We love Nissan CVTs here. They break. A LOT. Especially the Versas. The newer ones seem to be better, though.

Most CVTs have a bad history of being pretty bad durability wise... the first one I can remember was in the Subaru Justy. Little crackerbox of a car made from cardboard and spiderwebs, with an angry little 3 cylinder chainsaw engine... yet they still managed to blow up every CVT.

The ones that Ford used for a bit, sort of mixed in with the joint-GM-developed 6sp automatic and the Aisin 6sp automatic (also a transmission that GM used) were pretty bad, too. Not many cars actually got those, thankfully.

The FWD Audi A4 and A6 models that used them were so abysmal a class action lawsuit was brought up with those, and I think they ended up extending the warranty on them. Not many FWD Audis were sold here, and the FWD Volkswagens based on the same platform thankfully just stuck with a conventional ZF slushbox.

But really, manuals are just going the way of the do-do. A lot of people nowadays don't really even know what they are, let alone how to drive one or if they'd even like them. Couple that with fewer and fewer choices that have them available and the ones that do often being limited to an otherwise stripper model would seem to make them rarer that consumers would even want them in the first place. :(

Fortunately, at least from a reliability standpoint, most automatics are much better than they used to be...of course some are actually worse. You really just need to go on a case-by-case model-by-model basis to get any good idea. And a lot of it has to do with manufacturers forever cheapening things. But at least drive-by-wire throttles and some pretty sophisticated engine/transmission management can be programmed to work pretty well with automatics and allowing them a better service life.

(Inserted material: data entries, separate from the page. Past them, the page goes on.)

//! Coach role within a team.

use sea_orm::DbErr;

use crate::{
    model::{role_coach::RoleCoachDto, team::AddRoleCoachDto},
    server::{
        error::AppError,
        model::{coach::Coach, validation::Validator},
    },
};

/// Declared constraints of the add-coach-to-team request fields.
pub mod fields {
    use crate::server::hypermedia::affordance::FieldDescriptor;

    use super::Role;

    pub const COACH_ID: FieldDescriptor = FieldDescriptor::number("coachId").required().min(1);
    pub const ROLE: FieldDescriptor = FieldDescriptor::select("role", Role::OPTIONS).required();

    pub const ADD_TO_TEAM: &[FieldDescriptor] = &[COACH_ID, ROLE];
}

#[derive(Debug, Clone, Copy, PartialEq, Eq)]
pub enum Role {
    Main,
    Assistant,
    SupportStaff,
}

impl Role {
    pub const OPTIONS: &'static [&'static str] = &["MAIN", "ASSISTANT", "SUPPORT_STAFF"];

    pub fn as_str(self) -> &'static str {
        match self {
            Self::Main => "MAIN",
            Self::Assistant => "ASSISTANT",
            Self::SupportStaff => "SUPPORT_STAFF",
        }
    }

    pub fn parse(value: &str) -> Option<Self> {
        match value {
            "MAIN" => Some(Self::Main),
            "ASSISTANT" => Some(Self::Assistant),
            "SUPPORT_STAFF" => Some(Self::SupportStaff),
            _ => None,
        }
    }
}

#[derive(Debug, Clone, PartialEq)]
pub struct RoleCoach {
    /// `None` until persisted.
    pub id: Option<i32>,
    pub role: Role,
    pub team_id: i32,
    pub coach: Coach,
}

impl RoleCoach {
    /// # Returns
    /// - `Ok(RoleCoach)` - Successfully converted domain model
    /// - `Err(DbErr::Custom)` - Stored role is not a known value
    pub fn from_entity(
        entity: entity::role_coach::Model,
        coach: entity::coach::Model,
    ) -> Result<Self, DbErr> {
        let role = Role::parse(&entity.role)
            .ok_or_else(|| DbErr::Custom(format!("Unknown coach role: {}", entity.role)))?;

        Ok(Self {
            id: Some(entity.id),
            role,
            team_id: entity.team_id,
            coach: Coach::from_entity(coach),
        })
    }

    pub fn to_dto(&self) -> RoleCoachDto {
        RoleCoachDto {
            id: self.id,
            role: self.role.as_str().to_string(),
        }
    }
}

/// Validated input of adding a coach to a team.
#[derive(Debug, Clone, Copy, PartialEq, Eq)]
pub struct RoleCoachParams {
    pub team_id: i32,
    pub coach_id: i32,
    pub role: Role,
}

impl RoleCoachParams {
    pub fn from_dto(team_id: i32, dto: AddRoleCoachDto) -> Result<Self, AppError> {
        let mut validator = Validator::new();
        validator
            .number(&fields::COACH_ID, i64::from(dto.coach_id))
            .text(&fields::ROLE, &dto.role)?;
        validator.finish()?;

        let role = Role::parse(&dto.role)
            .ok_or_else(|| AppError::BadRequest(format!("Unknown role: {}", dto.role)))?;

        Ok(Self {
            team_id,
            coach_id: dto.coach_id,
            role,
        })
    }
}
use serde::{Deserialize, Serialize};
use utoipa::ToSchema;

#[derive(Serialize, Deserialize, PartialEq, Clone, Debug, ToSchema)]
#[serde(rename_all = "camelCase")]
pub struct RoleCoachDto {
    pub id: Option<i32>,
    /// One of `MAIN`, `ASSISTANT`, `SUPPORT_STAFF`
    pub role: String,
}
use crate::server::{
    error::AppError,
    hypermedia::page::PageRequest,
    model::{
        coach::CoachParams,
        hall::{Address, HallParams},
        role_coach::{Role, RoleCoachParams},
        team::{Category, Gender, TeamParams},
        training_session::{
            CreateTrainingSessionParams, DayOfWeek, TimeSlot, UpdateTrainingSessionParams,
        },
    },
};
use chrono::NaiveTime;
use test_utils::{builder::TestBuilder, factory};


fn hall_params(name: &str) -> HallParams {
    HallParams {
        name: name.to_string(),
        address: Address {
            street: "5 Stadium Road".to_string(),
            city: "Lyon".to_string(),
            postal_code: "69001".to_string(),
            country: "France".to_string(),
        },
    }
}

fn team_params(team_number: i32) -> TeamParams {
    TeamParams {
        gender: Gender::Mixed,
        category: Category::U13,
        team_number,
    }
}

fn slot(day_of_week: DayOfWeek, start_hour: u32) -> TimeSlot {
    TimeSlot {
        day_of_week,
        start_time: NaiveTime::from_hms_opt(start_hour, 0, 0).unwrap(),
        end_time: NaiveTime::from_hms_opt(start_hour + 1, 30, 0).unwrap(),
    }
}
//! Role coach fixtures for creating in-memory test data.

use entity::role_coach;

pub const DEFAULT_ROLE: &str = "MAIN";

/// Creates a role coach entity model linking coach `1` to team `1` as `MAIN`.
pub fn entity() -> role_coach::Model {
    role_coach::Model {
        id: 1,
        role: DEFAULT_ROLE.to_string(),
        coach_id: 1,
        team_id: 1,
    }
}

pub fn entity_builder() -> RoleCoachEntityBuilder {
    RoleCoachEntityBuilder { entity: entity() }
}

pub struct RoleCoachEntityBuilder {
    entity: role_coach::Model,
}

impl RoleCoachEntityBuilder {
    pub fn id(mut self, id: i32) -> Self {
        self.entity.id = id;
        self
    }

    pub fn role(mut self, role: impl Into<String>) -> Self {
        self.entity.role = role.into();
        self
    }

    pub fn coach_id(mut self, coach_id: i32) -> Self {
        self.entity.coach_id = coach_id;
        self
    }

    pub fn team_id(mut self, team_id: i32) -> Self {
        self.entity.team_id = team_id;
        self
    }

    pub fn build(self) -> role_coach::Model {
        self.entity
    }
}
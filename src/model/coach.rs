use serde::{Deserialize, Serialize};
use utoipa::ToSchema;

#[derive(Serialize, Deserialize, PartialEq, Clone, Debug, ToSchema)]
#[serde(rename_all = "camelCase")]
pub struct CoachDto {
    pub id: Option<i32>,
    pub name: String,
    pub surname: String,
    pub email: String,
    pub phone: String,
}

/// Body of coach create and update requests.
#[derive(Serialize, Deserialize, PartialEq, Clone, Debug, ToSchema)]
#[serde(rename_all = "camelCase")]
pub struct CoachRequestDto {
    pub name: String,
    pub surname: String,
    #[serde(default)]
    pub email: String,
    #[serde(default)]
    pub phone: String,
}
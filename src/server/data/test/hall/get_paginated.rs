use super::*;

/// Tests paging through halls.
///
/// Expected: Ok with the requested slice and the total count of all halls
#[tokio::test]
async fn returns_page_and_total() -> Result<(), DbErr> {
    let test = TestBuilder::new().with_table(Hall).build().await.unwrap();
    let db = test.db.as_ref().unwrap();

    for _ in 0..5 {
        factory::create_hall(db).await?;
    }

    let repo = HallRepository::new(db);
    let (halls, total) = repo.get_paginated(&PageRequest::new(1, 2)).await?;

    assert_eq!(total, 5);
    assert_eq!(halls.len(), 2);

    let (last, _) = repo.get_paginated(&PageRequest::new(2, 2)).await?;
    assert_eq!(last.len(), 1);

    Ok(())
}

/// Tests sorting by a whitelisted field.
///
/// Expected: Ok with halls ordered by name descending
#[tokio::test]
async fn sorts_by_requested_field() -> Result<(), DbErr> {
    let test = TestBuilder::new().with_table(Hall).build().await.unwrap();
    let db = test.db.as_ref().unwrap();

    for name in ["Beta", "Alpha", "Gamma"] {
        factory::hall::HallFactory::new(db).name(name).build().await?;
    }

    let repo = HallRepository::new(db);
    let (halls, _) = repo
        .get_paginated(&PageRequest::new(0, 10).with_sort("name,desc"))
        .await?;

    let names: Vec<_> = halls.iter().map(|h| h.name.as_str()).collect();
    assert_eq!(names, vec!["Gamma", "Beta", "Alpha"]);

    Ok(())
}

/// Tests that an unknown sort field falls back to ID order.
///
/// Expected: Ok with halls in insertion order
#[tokio::test]
async fn ignores_unknown_sort_field() -> Result<(), DbErr> {
    let test = TestBuilder::new().with_table(Hall).build().await.unwrap();
    let db = test.db.as_ref().unwrap();

    let first = factory::create_hall(db).await?;
    let second = factory::create_hall(db).await?;

    let repo = HallRepository::new(db);
    let (halls, _) = repo
        .get_paginated(&PageRequest::new(0, 10).with_sort("password,desc"))
        .await?;

    let ids: Vec<_> = halls.iter().map(|h| h.id).collect();
    assert_eq!(ids, vec![Some(first.id), Some(second.id)]);

    Ok(())
}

FWIW, while I agree the dual-clutch automatics in the Ford are terrible (we service a fleet of Focusus here, trust me, I know they are junk), I don't think VAG's 02E DSGs are all that bad. They hold up pretty well really, much better than I would have thought they would have, and their driving behavior is much improved since their debut here in 2004. The only bad thing I can point to with them, is that they use a DMF which is a common failure item regardless, and that they don't have any serviceable parts on the control side. If any one of 100 little things goes wrong, you have to buy a new $1600 Mechatronics unit. Even though the thing could easily be serviced and any of its many solenoids could be individually changed...you just can't buy them.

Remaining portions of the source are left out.